Electric mopeds are not to be confused with electric scooters. Mopeds are distinct from scooters in that mopeds can be powered by either the vehicle's engine or by using human power in conjunction with the pedals. Scooters don’t have the option of human-powered movement. True mopeds are rare, and electric mopeds are even more so.
Gears or throttles activate power-on-demand electric mopeds, and moped manufacturers often consider the terms interchangeable. These electric bikes are capable of doing all the work, propelling riders up steep hills or over long distances provided there is enough charge on the battery. Dollar for dollar, the power-on-demand electric moped is among the most economical methods of transportation, particularly in pedestrian-friendly cities such as New York or San Francisco. They’re also ideal for riders who need a little extra help but wish to keep up with friends or family who are using power-assist mopeds.
The power-assist moped is the truest definition of the electric moped, giving riders the option of using power from the electric motor or the physical power of the rider. Power-assist electric mopeds are often smaller and lighter than other mopeds, making storage easy. To activate power-assist bikes, riders must pedal to get the engine running. Like power-on-demand mopeds, the power-assist counterparts are economical and eco-friendly transportation options, whether in a large city or a small town. Rather than take a car to the corner market for a quart of milk, the rider can hop on a moped and save gas, emissions and travel time.

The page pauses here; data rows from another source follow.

// Copyright (c) 2024-2025 DeepGraph Inc.
// SPDX-License-Identifier: Apache-2.0
//
//! dbscope - A server-side engine for interactive relational database browsing
//!
//! dbscope lets a stateless client incrementally explore the structure of an
//! arbitrary relational database and run ad-hoc queries against it, one page
//! of rows at a time, across many independent, long-lived browsing sessions.
//!
//! # Features
//!
//! - **Session-Scoped Registry**: server-held objects (tree nodes, open query
//!   cursors, connections) addressable by opaque identifiers across requests
//! - **Lazy Structure Tree**: catalogs, schemas, tables, columns, keys and
//!   procedures loaded on demand and cached until explicitly refreshed
//! - **Paginated Query Executor**: a server-side cursor served back to the
//!   client in bounded windows
//! - **Caching Metadata Façade**: normalizes and caches vendor inconsistencies
//!   in the driver's introspection surface
//! - **Dialect Plugins**: vendor-specific object kinds (MySQL triggers and
//!   users, Oracle packages and Java classes) spliced into the generic tree
//!
//! # Usage
//!
//! The [`BrowseCoordinator`] is the entry point; a driver implementing
//! [`driver::DatabaseDriver`] supplies the actual connectivity:
//!
//! ```ignore
//! use dbscope::BrowseCoordinator;
//!
//! let coordinator = BrowseCoordinator::new();
//! let conn = coordinator.login(&my_driver, "db://host/app", "scott", "tiger", true)?;
//! let root = coordinator.get_root(&conn)?;
//! for child in coordinator.get_children(&root.id)? {
//!     println!("{} ({})", child.name, child.kind);
//! }
//! ```

// Public modules - exposed to external users
pub mod coordinator;
pub mod dialect;
pub mod driver;
pub mod meta;

// Internal modules - only visible within dbscope crate
pub(crate) mod connection;
pub(crate) mod exec;
pub(crate) mod plugin;
pub(crate) mod registry;
pub(crate) mod tree;

// Re-export the public API - BrowseCoordinator is the main entry point
pub use coordinator::{BrowseCoordinator, ConnectionInfo, EngineConfig, EngineError, EngineResult};
pub use exec::{Alignment, ColumnMeta, QueryPage};
pub use tree::NodeSummary;

// Re-export Value type (needed for inspecting query result rows)
pub use driver::Value;

/// dbscope version
pub const VERSION: &str = env!("CARGO_PKG_VERSION");

/// dbscope crate name
pub const CRATE_NAME: &str = env!("CARGO_PKG_NAME");
// Copyright (c) 2024-2025 DeepGraph Inc.
// SPDX-License-Identifier: Apache-2.0
//
//! Paginated query execution
//!
//! A [`QueryExecutor`] runs one statement, keeps the server-side cursor open,
//! and serves bounded windows of rows back to the client across requests.

mod error;
mod executor;

pub use error::{ExecError, ExecResult};
pub use executor::{Alignment, ColumnMeta, QueryExecutor, QueryPage};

Both power-on-demand and power-assist mopeds fall into a classification of vehicles widely described as electric scooters. Scooters can include three- and four-wheeled models. All versions of electric mopeds or scooters include some type of braking system and can average in speed from 10 mph to 25 mph, depending on model and terrain. Following proper safety precautions, such as a using a helmet and following the rules of the road, make traveling by scooter or electric moped as safe as riding a traditional two-wheeled bicycle.